§ **Assignment**:
Output verbatim the line with "to fetch via" together with every line beneath it, ending at the last line of the entries.

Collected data
- - -
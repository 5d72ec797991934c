// src/dispatch.rs
//
// One fetch per call: field enumeration or time-range retrieval, chosen by
// the configuration.

use anyhow::{Context, Result};
use tracing::info;

use crate::client::{LogFetcher, Meta};
use crate::config::FetchConfig;

/// Run exactly one fetch against `client`. No retries.
pub async fn dispatch(config: &FetchConfig, client: &dyn LogFetcher) -> Result<Meta> {
    if config.list_fields {
        client
            .fetch_field_names(&config.zone_id)
            .await
            .context("failed to fetch field names")
    } else {
        client
            .get_from_timestamp(
                &config.zone_id,
                config.start_time,
                config.end_time,
                config.count,
            )
            .await
            .context("failed to fetch via timestamp")
    }
}

/// Log the metadata of a completed fetch.
pub fn report(meta: &Meta) {
    info!(
        "HTTP status {} | {}ms | {}",
        meta.status_code, meta.duration_ms, meta.url
    );
    info!("Retrieved {} logs", meta.count);
}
- - -
§ **Exercise output**:
            .context("failed to fetch via timestamp")
    }
}

/// Log the metadata of a completed fetch.
pub fn report(meta: &Meta) {
    info!(
        "HTTP status {} | {}ms | {}",
        meta.status_code, meta.duration_ms, meta.url
    );
    info!("Retrieved {} logs", meta.count);
}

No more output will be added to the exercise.